The answer is high school choices. Chicago area high schools send out their acceptance letters starting this week, and the topic is on every 8th grader’s mind.
So this week he’s asked them to think about the very best and very worst things that have ever happened to them– to establish a scale. He wants them to think in this way: If that thing I went through before was worse than this stress now, then I can get through this stress ok.
They’ve started with essays on the worst thing that’s ever happened to them.
“No one has anything to be ashamed of,” Beckley reassures them, and calls the first student to the front of the room.
Some of today’s “worst experience“ stories have happy endings: One boy describes how scared he was the time he accidentally lost track of his 4-year-old brother on the CTA, even though the brother turned up okay.
But other stories belie traumatic experiences: One student describes the day his uncle was killed– stabbed in the neck. Another explains that his mom’s boyfriend is serving a life sentence in prison for murder, after a fight with an upstairs neighbor escalated.
After each essay, Beckley asks the class to evaluate it, according to a three-point scale he’s handed out before class.
“Guys, honesty?” Beckley asks.
The boys cry out in unison: “Three!”
“Is there an exceptionally strong sense of audience and voice?”
Then Beckley calls Brandyn’s cousin Davion up to the front of the room.
He faces the class and begins to read: “When I was four months old my dad got shot and so he’s paralyzed.”
As he continues, his voice begins to waver. “It really pisses me off to know that the man who shot my dad is still walking around somewhere in the world. The man who took that away from me I want to kill him when I get older.”
He begins to cry. “But I don’t want to because I don’t want to go to jail.”
“Davion, you can have a seat,” Beckley tells the boy.
Davion does sit down, but he’s still crying. Brandyn goes over to comfort him.
Then Beckley gets up and stands in front of the class. His head is bent; his lips are pursed– like he’s struggling to figure out what to say.
“I’m proud of you guys…every day,” he says, finally. “Let’s get to work. Go ahead and pack your things.”
Davion is still crying when he walks into the hallway, but adults walk with him to see the school’s social worker. I’m not allowed to follow him into her office, but I see him later that day, and he seems to be okay.
High school persistence
Ten hours after he said good-bye to his mom this morning Brandyn sits behind his drum set for jazz band practice. Today they’re rehearsing the jazz standard “Mood Indigo.”

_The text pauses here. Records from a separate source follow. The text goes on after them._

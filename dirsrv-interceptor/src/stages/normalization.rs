//! First stage of the chain: canonicalize every DN and entry in the
//! payload before any other stage sees it, so nothing downstream has to
//! cope with a client-supplied DN that hasn't been schema-normalized yet.

use crate::chain::{Interceptor, Invocation};
use crate::outcome::OperationOutcome;
use dirsrv_context::{OperationContext, OperationPayload};
use dirsrv_core::{Dn, DirectoryResult, SchemaRegistry};
use dirsrv_session::Session;
use std::sync::Arc;

pub struct NormalizationInterceptor {
    schema: Arc<SchemaRegistry>,
}

impl NormalizationInterceptor {
    pub fn new(schema: Arc<SchemaRegistry>) -> Self {
        Self { schema }
    }
}

impl Interceptor for NormalizationInterceptor {
    fn name(&self) -> &'static str {
        "normalization"
    }

    fn invoke(
        &self,
        ctx: &mut OperationContext,
        session: &mut Session,
        next: Invocation<'_>,
    ) -> DirectoryResult<OperationOutcome> {
        normalize_payload(&mut ctx.payload, &self.schema)?;
        next.proceed(ctx, session)
    }
}

fn normalize_payload(payload: &mut OperationPayload, schema: &SchemaRegistry) -> DirectoryResult<()> {
    match payload {
        OperationPayload::Bind { name, .. } => name.normalize(schema)?,
        OperationPayload::Add { entry } => entry.normalize(schema)?,
        OperationPayload::Delete { dn } => dn.normalize(schema)?,
        OperationPayload::Modify { dn, .. } => dn.normalize(schema)?,
        OperationPayload::ModifyDn {
            dn,
            new_rdn,
            new_superior,
            ..
        } => {
            dn.normalize(schema)?;
            if let Some(superior) = new_superior {
                superior.normalize(schema)?;
            }
            let mut as_dn = Dn::from_rdns(vec![new_rdn.clone()]);
            as_dn.normalize(schema)?;
            *new_rdn = as_dn
                .rdn(0)
                .expect("single-RDN Dn always has an rdn at index 0")
                .clone();
        }
        OperationPayload::Compare { dn, .. } => dn.normalize(schema)?,
        OperationPayload::Search { base, .. } => base.normalize(schema)?,
        OperationPayload::Unbind => {}
    }
    Ok(())
}
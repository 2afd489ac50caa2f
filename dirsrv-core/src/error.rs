//! Error kinds for directory operations.
//!
//! These are the design-level error kinds of the operation pipeline; they
//! are independent of any wire encoding. The collaborator that speaks
//! LDAPv3 on the wire maps each variant onto the result code of the same
//! name in RFC 4511 §4.1.9.

use crate::Dn;
use thiserror::Error;

/// A directory-wide result alias.
pub type DirectoryResult<T> = Result<T, DirectoryError>;

/// Error kinds surfaced by the operation pipeline.
///
/// Propagation policy: parse and schema errors are raised at the
/// earliest stage that detects them and are never swallowed. Access-denied
/// short-circuits the chain without touching the store. A `Referral` short
/// circuits with a dedicated result; it is not a fault.
#[derive(Debug, Clone, Error)]
pub enum DirectoryError {
    #[error("parse error: {0}")]
    ParseError(String),

    #[error("schema violation: {0}")]
    SchemaViolation(String),

    #[error("no such object: {0}")]
    NotFound(Dn),

    #[error("entry already exists: {0}")]
    AlreadyExists(Dn),

    #[error("operation not allowed on non-leaf entry: {0}")]
    NotLeaf(Dn),

    #[error("operation not allowed on RDN attribute of {0}")]
    NotAllowedOnRdn(Dn),

    #[error("access denied: {0}")]
    AccessDenied(String),

    #[error("authentication required")]
    AuthRequired,

    #[error("invalid credentials")]
    InvalidCredentials,

    #[error("referral to {urls:?}")]
    Referral { urls: Vec<String> },

    #[error("alias problem: {0}")]
    AliasProblem(String),

    #[error("loop detected: {0}")]
    LoopDetected(String),

    #[error("limit exceeded: {0}")]
    LimitExceeded(LimitKind),

    #[error("service unavailable: {0}")]
    Unavailable(String),

    #[error("unwilling to perform: {0}")]
    Unwilling(String),

    #[error("internal error: {0}")]
    Internal(String),

    #[error("{stage}: {source}")]
    StageAttributed {
        stage: &'static str,
        #[source]
        source: Box<DirectoryError>,
    },
}

/// Which limit was exceeded, for `DirectoryError::LimitExceeded`.
#[derive(Debug, Clone, Copy, PartialEq, Eq)]
pub enum LimitKind {
    Size,
    Time,
    Admin,
}

impl std::fmt::Display for LimitKind {
    fn fmt(&self, f: &mut std::fmt::Formatter<'_>) -> std::fmt::Result {
        let s = match self {
            LimitKind::Size => "size limit",
            LimitKind::Time => "time limit",
            LimitKind::Admin => "admin limit",
        };
        write!(f, "{s}")
    }
}

impl DirectoryError {
    /// Wrap this error with the name of the interceptor stage that
    /// observed it, preserving the underlying recoverable kind so callers
    /// can still match on it via [`DirectoryError::root_kind`].
    pub fn attributed_to(self, stage: &'static str) -> Self {
        DirectoryError::StageAttributed {
            stage,
            source: Box::new(self),
        }
    }

    /// The innermost, non-attribution error kind.
    pub fn root_kind(&self) -> &DirectoryError {
        match self {
            DirectoryError::StageAttributed { source, .. } => source.root_kind(),
            other => other,
        }
    }

    /// The LDAP result code name (RFC 4511 §4.1.9) this error maps onto.
    pub fn result_code(&self) -> &'static str {
        match self.root_kind() {
            DirectoryError::ParseError(_) => "invalidDNSyntax",
            DirectoryError::SchemaViolation(_) => "objectClassViolation",
            DirectoryError::NotFound(_) => "noSuchObject",
            DirectoryError::AlreadyExists(_) => "entryAlreadyExists",
            DirectoryError::NotLeaf(_) => "notAllowedOnNonLeaf",
            DirectoryError::NotAllowedOnRdn(_) => "notAllowedOnRDN",
            DirectoryError::AccessDenied(_) => "insufficientAccessRights",
            DirectoryError::AuthRequired => "strongerAuthRequired",
            DirectoryError::InvalidCredentials => "invalidCredentials",
            DirectoryError::Referral { .. } => "referral",
            DirectoryError::AliasProblem(_) => "aliasProblem",
            DirectoryError::LoopDetected(_) => "loopDetect",
            DirectoryError::LimitExceeded(LimitKind::Size) => "sizeLimitExceeded",
            DirectoryError::LimitExceeded(LimitKind::Time) => "timeLimitExceeded",
            DirectoryError::LimitExceeded(LimitKind::Admin) => "adminLimitExceeded",
            DirectoryError::Unavailable(_) => "unavailable",
            DirectoryError::Unwilling(_) => "unwillingToPerform",
            DirectoryError::Internal(_) => "operationsError",
            DirectoryError::StageAttributed { .. } => unreachable!("root_kind unwraps this"),
        }
    }
}
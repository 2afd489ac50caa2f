//! One partition's indexed storage: a master table keyed by entry id, a DN
//! index, one-level/sublevel navigation indices, a shared forward
//! attribute index, and an alias index, all backed by a single LMDB
//! environment.
//!
//! Every mutating method takes the partition's write lock for its whole
//! duration; the master table and every index it touches are updated
//! before the lock is released, so a reader taking the read lock never
//! observes a DN index entry without its matching master-table row.
//! Indexed reads (`scan_*`) take the read lock only long enough to copy
//! matching ids out of LMDB into a [`VecCursor`] — see that type for why
//! cursors are eagerly materialized rather than held open against LMDB.

use crate::cursor::VecCursor;
use crate::error::{StoreError, StoreResult};
use crate::keys;
use dirsrv_core::{
    Dn, DirectoryError, DirectoryResult, Entry, EntryId, EntryIdAllocator, Modification, Rdn,
    SchemaRegistry,
};
use heed::types::Bytes;
use heed::{Database, Env, EnvOpenOptions};
use std::path::Path;
use std::sync::RwLock;

const DEFAULT_MAP_SIZE_MB: usize = 256;

pub struct PartitionStore {
    suffix: Dn,
    env: Env,
    id2entry: Database<Bytes, Bytes>,
    dn2id: Database<Bytes, Bytes>,
    children: Database<Bytes, Bytes>,
    sublevel: Database<Bytes, Bytes>,
    index: Database<Bytes, Bytes>,
    alias: Database<Bytes, Bytes>,
    meta: Database<Bytes, Bytes>,
    allocator: EntryIdAllocator,
    lock: RwLock<()>,
    /// Attribute names/OIDs to forward-index. `None` indexes every schema
    /// attribute type, matching this store's behavior before a partition
    /// could restrict it.
    indexed_attributes: Option<Vec<String>>,
}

Brandyn would really like to go to one of Chicago’s arts high schools. He’s auditioned for two. He’s also taken the entrance exams for Loyola and for selective enrollment public schools like Whitney Young. His mom, Tina Jackson, says his motivation makes her proud.
“In the beginning he just wanted to graduate,” she says. “Now he wants to go to college and knows which one and how much it costs.”
But she says she also knows how hard it will be for Brandyn to be on that path – and how hard it will be for him to stay there.